Polymethoxylated flavones (PMFs), the main form of flavones in citrus, are derived from the flavone branch of the flavonoid biosynthesis pathway. Flavone synthases (FNSs) are enzymes that catalyze the synthesis of flavones from flavanones. However, the FNS in citrus has not been characterized yet. Here, we identified two type II FNSs, designated CitFNSII-1 and CitFNSII-2, based on phylogenetics and transcriptome analysis. Both recombinant CitFNSII-1 and CitFNSII-2 proteins directly converted naringenin, pinocembrin, and liquiritigenin to the corresponding flavones in yeast. In addition, transient overexpression of CitFNSII-1 and CitFNSII-2 respectively in citrus peel significantly enhanced the accumulation of total PMFs, while virus-induced CitFNSII-1 and CitFNSII-2 genes silencing simultaneously significantly reduced the expression levels of both genes and total PMF content in citrus seedlings. CitFNSII-1 and CitFNSII-2 presented distinct expression patterns in different cultivars as well as different developmental stages. Methyl salicylate (MeSA) treatment reduced the CitFNSII-2 expression as well as the PMFs content in the peel of Citrus sinensis fruit but not affected the CitFNSII-1 expression. These results indicated that both CitFNSII-1 and CitFNSII-2 participated in the flavone biosynthesis in citrus while the regulatory mechanism governing their expression might be specific. Our findings improved the understanding of the PMFs biosynthesis pathway in citrus and laid the foundation for further investigation on flavone synthesis regulation.

中文翻译：

---

柑橘中两个黄酮合酶 II 成员的功能表征

多甲氧基黄酮 (PMF) 是柑橘中黄酮的主要形式，源自类黄酮生物合成途径的黄酮分支。黄酮合酶（FNS）是催化从黄烷酮合成黄酮的酶。然而，柑橘中的 FNS 尚未得到表征。在这里，我们根据系统发育和转录组分析鉴定了两种 II 型 FNS，命名为 CitFNSII-1 和 CitFNSII-2。重组 CitFNSII-1 和 CitFNSII-2 蛋白均直接将柚皮素、松香素和甘草素转化为酵母中相应的黄酮。

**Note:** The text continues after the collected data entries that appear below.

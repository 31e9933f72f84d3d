#![allow(dead_code)]

//! In-memory stand-in for Postgres used by the integration tests.
//!
//! It understands just enough SQL for the engine's own statements and records
//! every checkout, statement and release so tests can assert on them.

use std::collections::{HashMap, HashSet};
use std::sync::{Arc, Mutex, MutexGuard};
use std::time::Duration;

use async_trait::async_trait;
use futures_util::stream::{self, StreamExt};
use pg_middleware::prelude::*;
use pg_middleware::{ReleaseFn, RowStream};
use tokio::sync::mpsc;

pub fn init_tracing() {
    let _ = tracing_subscriber::fmt()
        .with_env_filter(tracing_subscriber::EnvFilter::from_default_env())
        .with_test_writer()
        .try_init();
}

#[derive(Debug, Clone, PartialEq, Eq)]
pub enum Event {
    Checkout(usize),
    Connect(usize),
    Statement { conn: usize, sql: String },
    Release(usize),
    Close(usize),
}

#[derive(Default)]
struct Table {
    columns: Vec<String>,
    rows: Vec<Vec<RowValues>>,
    next_id: i64,
}

#[derive(Default)]
struct FakeState {
    next_conn: usize,
    events: Vec<Event>,
    tables: HashMap<String, Table>,
    in_tx: HashSet<usize>,
    pending: HashMap<usize, Vec<(String, Vec<RowValues>)>>,
    fail_on: Vec<String>,
    fail_acquire: bool,
    stream_error_after: Option<usize>,
    unsubscribed: HashMap<usize, mpsc::UnboundedSender<Notification>>,
    listeners: HashMap<usize, mpsc::UnboundedSender<Notification>>,
}

/// Recording fake implementing the engine's `Driver` seam.
#[derive(Clone, Default)]
pub struct FakeDriver {
    state: Arc<Mutex<FakeState>>,
}

impl FakeDriver {
    pub fn new() -> Self {
        init_tracing();
        Self::default()
    }

    fn lock(&self) -> MutexGuard<'_, FakeState> {
        self.state.lock().unwrap()
    }

    /// Create a table; an `id` column is filled automatically on insert.
    pub fn with_table(self, name: &str, columns: &[&str]) -> Self {
        self.lock().tables.insert(
            name.to_string(),
            Table {
                columns: columns.iter().map(|c| (*c).to_string()).collect(),
                rows: Vec::new(),
                next_id: 1,
            },
        );
        self
    }

    pub fn engine(&self) -> QueryEngine {
        QueryEngine::with_driver("postgres://fake@localhost/test", Arc::new(self.clone()))
    }

    /// Fail every statement containing `fragment`.
    pub fn fail_on(&self, fragment: &str) {
        self.lock().fail_on.push(fragment.to_string());
    }

    pub fn fail_acquire(&self, fail: bool) {
        self.lock().fail_acquire = fail;
    }

    /// Make streaming queries break after `rows` rows.
    pub fn stream_error_after(&self, rows: usize) {
        self.lock().stream_error_after = Some(rows);
    }

    pub fn events(&self) -> Vec<Event> {
        self.lock().events.clone()
    }

    pub fn statements(&self) -> Vec<String> {
        self.lock()
            .events
            .iter()
            .filter_map(|e| match e {
                Event::Statement { sql, .. } => Some(sql.clone()),
                _ => None,
            })
            .collect()
    }

    pub fn checkouts(&self) -> usize {
        self.count(|e| matches!(e, Event::Checkout(_)))
    }

    pub fn releases(&self) -> usize {
        self.count(|e| matches!(e, Event::Release(_)))
    }

    pub fn closes(&self) -> usize {
        self.count(|e| matches!(e, Event::Close(_)))
    }

    fn count(&self, pred: impl Fn(&Event) -> bool) -> usize {
        self.lock().events.iter().filter(|e| pred(e)).count()
    }

    /// Committed rows of `table`.
    pub fn rows(&self, table: &str) -> Vec<Vec<RowValues>> {
        self.lock()
            .tables
            .get(table)
            .map(|t| t.rows.clone())
            .unwrap_or_default()
    }

    pub fn listener_count(&self) -> usize {
        self.lock().listeners.len()
    }

    /// Deliver a notification to every connection that has run `LISTEN`.
    pub fn notify(&self, channel: &str, payload: &str) {
        let state = self.lock();
        for (conn, sender) in &state.listeners {
            let _ = sender.send(Notification {
                process_id: i32::try_from(*conn).unwrap_or_default(),
                channel: channel.to_string(),
                payload: payload.to_string(),
            });
        }
    }

    /// Drop every notification sender, as if the server went away.
    pub fn close_listeners(&self) {
        let mut state = self.lock();
        state.listeners.clear();
        state.unsubscribed.clear();
    }

    /// Wait until `count` connections are listening.
    pub async fn wait_for_listeners(&self, count: usize) {
        for _ in 0..200 {
            if self.listener_count() >= count {
                return;
            }
            tokio::time::sleep(Duration::from_millis(5)).await;
        }
        panic!("listeners never registered");
    }

    /// Wait until `pred` holds for the recorded events.
    pub async fn wait_until(&self, pred: impl Fn(&[Event]) -> bool) {
        for _ in 0..200 {
            if pred(&self.lock().events) {
                return;
            }
            tokio::time::sleep(Duration::from_millis(5)).await;
        }
        panic!("condition on recorded events never held");
    }

    fn open(&self, dedicated: bool) -> Result<ConnectionHandle, DriverError> {
        let mut state = self.lock();
        if !dedicated && state.fail_acquire {
            return Err(DriverError::message("pool exhausted"));
        }
        state.next_conn += 1;
        let id = state.next_conn;

        let notifications = if dedicated {
            state.events.push(Event::Connect(id));
            let (tx, rx) = mpsc::unbounded_channel();
            state.unsubscribed.insert(id, tx);
            Some(rx)
        } else {
            state.events.push(Event::Checkout(id));
            None
        };

        let connection = FakeConnection {
            id,
            state: Arc::clone(&self.state),
            notifications,
        };
        let shared = Arc::clone(&self.state);
        let release: ReleaseFn = Box::new(move |_conn: Box<dyn DriverConnection>| {
            let mut state = shared.lock().unwrap();
            if dedicated {
                state.listeners.remove(&id);
                state.unsubscribed.remove(&id);
                state.events.push(Event::Close(id));
            } else {
                state.events.push(Event::Release(id));
            }
        });
        Ok(ConnectionHandle::new(Box::new(connection), release))
    }
}

#[async_trait]
impl Driver for FakeDriver {
    async fn acquire(&self) -> Result<ConnectionHandle, DriverError> {
        self.open(false)
    }

    async fn connect(&self, _data_source_name: &str) -> Result<ConnectionHandle, DriverError> {
        self.open(true)
    }
}

struct FakeConnection {
    id: usize,
    state: Arc<Mutex<FakeState>>,
    notifications: Option<mpsc::UnboundedReceiver<Notification>>,
}

struct Outcome {
    rows: ResultSet,
    affected: u64,
}

impl FakeConnection {
    fn run(&self, sql: &str, params: &[RowValues]) -> Result<Outcome, DriverError> {
        let mut state = self.state.lock().unwrap();
        state.events.push(Event::Statement {
            conn: self.id,
            sql: sql.to_string(),
        });
        if let Some(fragment) = state.fail_on.iter().find(|f| sql.contains(f.as_str())) {
            return Err(DriverError::message(format!("injected failure on {fragment}")));
        }

        let trimmed = sql.trim().trim_end_matches(';');
        match trimmed {
            "BEGIN" => {
                state.in_tx.insert(self.id);
                return Ok(empty(0));
            }
            "COMMIT" => {
                state.in_tx.remove(&self.id);
                for (table, row) in state.pending.remove(&self.id).unwrap_or_default() {
                    if let Some(t) = state.tables.get_mut(&table) {
                        t.rows.push(row);
                    }
                }
                return Ok(empty(0));
            }
            "ROLLBACK" => {
                state.in_tx.remove(&self.id);
                state.pending.remove(&self.id);
                return Ok(empty(0));
            }
            _ => {}
        }

        if trimmed.starts_with("LISTEN ") {
            if let Some(sender) = state.unsubscribed.remove(&self.id) {
                state.listeners.insert(self.id, sender);
            }
            Ok(empty(0))
        } else if let Some(rest) = trimmed.strip_prefix("INSERT INTO ") {
            insert(&mut state, self.id, rest, params)
        } else if let Some(rest) = trimmed.strip_prefix("SELECT * FROM ") {
            select(&state, self.id, rest.trim())
        } else if let Some(rest) = trimmed.strip_prefix("DELETE FROM ") {
            let table = rest.split_whitespace().next().unwrap_or_default();
            let t = state
                .tables
                .get_mut(table)
                .ok_or_else(|| missing_relation(table))?;
            if rest.contains(" WHERE ") {
                Ok(empty(0))
            } else {
                let affected = t.rows.len() as u64;
                t.rows.clear();
                Ok(empty(affected))
            }
        } else {
            Ok(empty(0))
        }
    }
}

fn empty(affected: u64) -> Outcome {
    Outcome {
        rows: ResultSet::with_capacity(0),
        affected,
    }
}

fn missing_relation(table: &str) -> DriverError {
    DriverError::message(format!("relation \"{table}\" does not exist"))
}

fn unquote(ident: &str) -> String {
    ident.trim().trim_matches('"').to_string()
}

fn insert(
    state: &mut FakeState,
    conn: usize,
    rest: &str,
    params: &[RowValues],
) -> Result<Outcome, DriverError> {
    let table = rest.split_whitespace().next().unwrap_or_default().to_string();
    let in_tx = state.in_tx.contains(&conn);
    let t = state
        .tables
        .get_mut(&table)
        .ok_or_else(|| missing_relation(&table))?;

    let columns: Vec<String> = if rest.contains("DEFAULT VALUES") {
        Vec::new()
    } else {
        let open = rest.find('(').unwrap_or_default();
        let close = rest.find(')').unwrap_or_default();
        rest[open + 1..close].split(',').map(unquote).collect()
    };

    let mut row = vec![RowValues::Null; t.columns.len()];
    for (column, value) in columns.iter().zip(params) {
        let idx = t
            .columns
            .iter()
            .position(|c| c == column)
            .ok_or_else(|| {
                DriverError::message(format!(
                    "column \"{column}\" of relation \"{table}\" does not exist"
                ))
            })?;
        row[idx] = value.clone();
    }
    if let Some(idx) = t.columns.iter().position(|c| c == "id")
        && row[idx].is_null()
    {
        row[idx] = RowValues::Int(t.next_id);
        t.next_id += 1;
    }

    let mut rows = ResultSet::with_capacity(1);
    if let Some((_, returning)) = rest.split_once(" RETURNING ") {
        let column = unquote(returning);
        let idx = t.columns.iter().position(|c| *c == column).ok_or_else(|| {
            DriverError::message(format!("column \"{column}\" does not exist"))
        })?;
        rows.set_column_names(Arc::new(vec![column]));
        rows.add_row_values(vec![row[idx].clone()]);
    }

    if in_tx {
        state.pending.entry(conn).or_default().push((table, row));
    } else {
        t.rows.push(row);
    }
    Ok(Outcome { rows, affected: 1 })
}

fn select(state: &FakeState, conn: usize, table: &str) -> Result<Outcome, DriverError> {
    let t = state.tables.get(table).ok_or_else(|| missing_relation(table))?;
    let mut rows = ResultSet::with_capacity(t.rows.len());
    rows.set_column_names(Arc::new(t.columns.clone()));
    for row in &t.rows {
        rows.add_row_values(row.clone());
    }
    for (pending_table, row) in state.pending.get(&conn).into_iter().flatten() {
        if pending_table == table {
            rows.add_row_values(row.clone());
        }
    }
    let affected = rows.len() as u64;
    Ok(Outcome { rows, affected })
}

#[async_trait]
impl DriverConnection for FakeConnection {
    async fn query(&mut self, sql: &str, params: &[RowValues]) -> Result<ResultSet, DriverError> {
        self.run(sql, params).map(|o| o.rows)
    }

    async fn execute(&mut self, sql: &str, params: &[RowValues]) -> Result<u64, DriverError> {
        self.run(sql, params).map(|o| o.affected)
    }

    async fn batch_execute(&mut self, sql: &str) -> Result<(), DriverError> {
        self.run(sql, &[]).map(|_| ())
    }

    fn query_stream<'a>(&'a mut self, sql: &'a str, params: &'a [RowValues]) -> RowStream<'a> {
        let break_after = self.state.lock().unwrap().stream_error_after;
        let items: Vec<Result<CustomDbRow, DriverError>> = match self.run(sql, params) {
            Ok(outcome) => {
                let mut items: Vec<_> = outcome.rows.into_iter().map(Ok).collect();
                if let Some(limit) = break_after {
                    items.truncate(limit);
                    items.push(Err(DriverError::message("connection reset mid-stream")));
                }
                items
            }
            Err(e) => vec![Err(e)],
        };
        stream::iter(items).boxed()
    }

    async fn next_notification(&mut self) -> Result<Option<Notification>, DriverError> {
        match self.notifications.as_mut() {
            Some(rx) => Ok(rx.recv().await),
            None => Ok(None),
        }
    }
}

此外，柑橘皮中CitFNSII-1和CitFNSII-2的瞬时过表达分别显着增强了总PMF的积累，而病毒诱导的CitFNSII-1和CitFNSII-2基因沉默同时显着降低了这两个基因和总PMF的表达水平。柑橘幼苗中的含量。CitFNSII-1和CitFNSII-2在不同品种和不同发育阶段呈现出不同的表达模式。水杨酸甲酯（MeSA）处理降低了柑橘果实中CitFNSII-2的表达以及果皮中PMF的含量，但不影响CitFNSII-1的表达。这些结果表明，CitFNSII-1和CitFNSII-2均参与柑橘中的黄酮生物合成，且其表达的调控机制可能是特定的。我们的研究结果提高了对柑橘PMFs生物合成途径的认识，并为进一步研究黄酮合成调控奠定了基础。